▶ _WHAT THE TASK REQUIRES_
Take from the material every line containing the string "created" and copy it.

▶ _DATA SHOWN_
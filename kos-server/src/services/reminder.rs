//! Installment reminders

use chrono::{Days, Months, NaiveDate};
use shared::models::{Notification, NotificationKind, PaymentStatus};
use shared::money;
use sqlx::SqlitePool;

use crate::db;
use crate::email::templates;
use crate::error::ServiceResult;
use crate::state::AppState;

/// Days between reminder creation and due date
pub const MONTHLY_REMINDER_DUE_DAYS: u64 = 3;

/// One month's rent reminder for each confirmed down payment whose booking
/// is not yet paid in full.
///
/// A payment gets a new reminder once it has no unsent Pending reminder and
/// the new due date falls at least a month after every earlier one. A sent
/// reminder therefore no longer blocks the next month's.
pub async fn create_monthly_reminders(pool: &SqlitePool, today: NaiveDate) -> ServiceResult<usize> {
    let due = today + Days::new(MONTHLY_REMINDER_DUE_DAYS);
    let latest_previous_due = due.checked_sub_months(Months::new(1)).unwrap_or(NaiveDate::MIN);
    let payments = db::payments::down_payments_without_reminder(pool, latest_previous_due).await?;
    let mut created = 0;

    for payment in payments {
        if payment.status != PaymentStatus::Confirmed {
            continue;
        }
        let mut tx = pool.begin().await?;
        let Some(booking) = db::bookings::find_by_id(&mut tx, payment.booking_id).await? else {
            continue;
        };
        if !booking.status.is_active_lease() {
            continue;
        }
        let lease_total = money::rent_total(booking.monthly_rent, booking.duration_months);
        if booking.total_paid >= lease_total || money::money_eq(booking.total_paid, lease_total) {
            continue;
        }

        db::reminders::create(&mut tx, payment.id, booking.monthly_rent, due).await?;
        tx.commit().await?;
        created += 1;
    }
    Ok(created)
}

/// Email and push every Pending, unsent reminder due on or before `today`
pub async fn send_pending_reminders(state: &AppState, today: NaiveDate) -> ServiceResult<usize> {
    let due = db::reminders::due_unsent(state.pool(), today).await?;
    let mut sent = 0;

    for detail in due {
        let reminder = &detail.reminder;
        let due_str = reminder.due_date.to_string();

        if let Some(profile) = db::tenants::find_by_user(state.pool(), detail.user_id).await?
            && let Some(to) = profile.email.as_deref()
        {
            let name = profile.full_name.as_deref().unwrap_or("Penghuni");
            let (subject, html) =
                templates::payment_reminder(name, &detail.room_name, reminder.amount, &due_str);
            if let Err(e) = state.mailer.send(to, &subject, &html).await {
                tracing::warn!(reminder_id = reminder.id, error = %e, "Reminder email failed");
            }
        }

        state.notifier.send_to_user(
            detail.user_id,
            Notification::new(
                NotificationKind::PaymentReminder,
                "Payment due",
                format!("Rp {:.0} for room {} is due on {due_str}", reminder.amount, detail.room_name),
            )
            .with_data(serde_json::json!({
                "reminder_id": reminder.id,
                "payment_id": reminder.payment_id,
                "booking_id": detail.booking_id,
            })),
        );

        mark_sent(state.pool(), reminder.id).await?;
        sent += 1;
    }
    Ok(sent)
}

/// Pending reminders whose booking was cancelled become Expired
pub async fn expire_overdue(pool: &SqlitePool) -> ServiceResult<u64> {
    Ok(db::reminders::expire_orphaned(pool).await?)
}

pub async fn mark_sent(pool: &SqlitePool, reminder_id: i64) -> ServiceResult<()> {
    Ok(db::reminders::mark_sent(pool, reminder_id).await?)
}
#[tokio::test]
async fn test_lifecycle_and_expiry() {
    let app = TestApp::new().await;
    let budi = app.tenant("budi").await;
    let sari = app.tenant("sari").await;
    let a1 = app.create_room("A1", PRICE).await;
    let a2 = app.create_room("A2", PRICE).await;

    let leased = booking::create_booking(app.pool(), &budi, &booking_request(a1, "2030-02-01", 1), today())
        .await
        .unwrap();
    let pending = payment::create_payment_session(app.pool(), &budi, &payment_request(leased.id, "full"), today())
        .await
        .unwrap();
    payment::confirm_payment(&app.state, pending.id).await.unwrap();

    assert_eq!(booking::advance_lifecycle(app.pool(), today()).await.unwrap(), (0, 0));
    assert_eq!(booking::advance_lifecycle(app.pool(), date(2030, 2, 1)).await.unwrap(), (1, 0));
    let detail = booking::get_booking(app.pool(), &budi, leased.id).await.unwrap();
    assert_eq!(detail.booking.status, BookingStatus::Active);
    assert_eq!(detail.room.status, RoomStatus::Occupied);

    assert_eq!(booking::advance_lifecycle(app.pool(), date(2030, 3, 1)).await.unwrap(), (0, 1));
    let detail = booking::get_booking(app.pool(), &budi, leased.id).await.unwrap();
    assert_eq!(detail.booking.status, BookingStatus::Completed);
    assert_eq!(detail.room.status, RoomStatus::Available);

    let stale = booking::create_booking(app.pool(), &sari, &booking_request(a2, "2030-02-01", 1), today())
        .await
        .unwrap();
    assert_eq!(booking::auto_cancel_expired(app.pool(), now_millis()).await.unwrap(), 0);
    let later = now_millis() + booking::PENDING_EXPIRY_MILLIS + 1_000;
    assert_eq!(booking::auto_cancel_expired(app.pool(), later).await.unwrap(), 1);
    let detail = booking::get_booking(app.pool(), &sari, stale.id).await.unwrap();
    assert_eq!(detail.booking.status, BookingStatus::Cancelled);
    assert_eq!(room_status(&app, a2).await, RoomStatus::Available);
}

▶ _RESULT OF THE TASK_
    let mut created = 0;
        created += 1;
    Ok(created)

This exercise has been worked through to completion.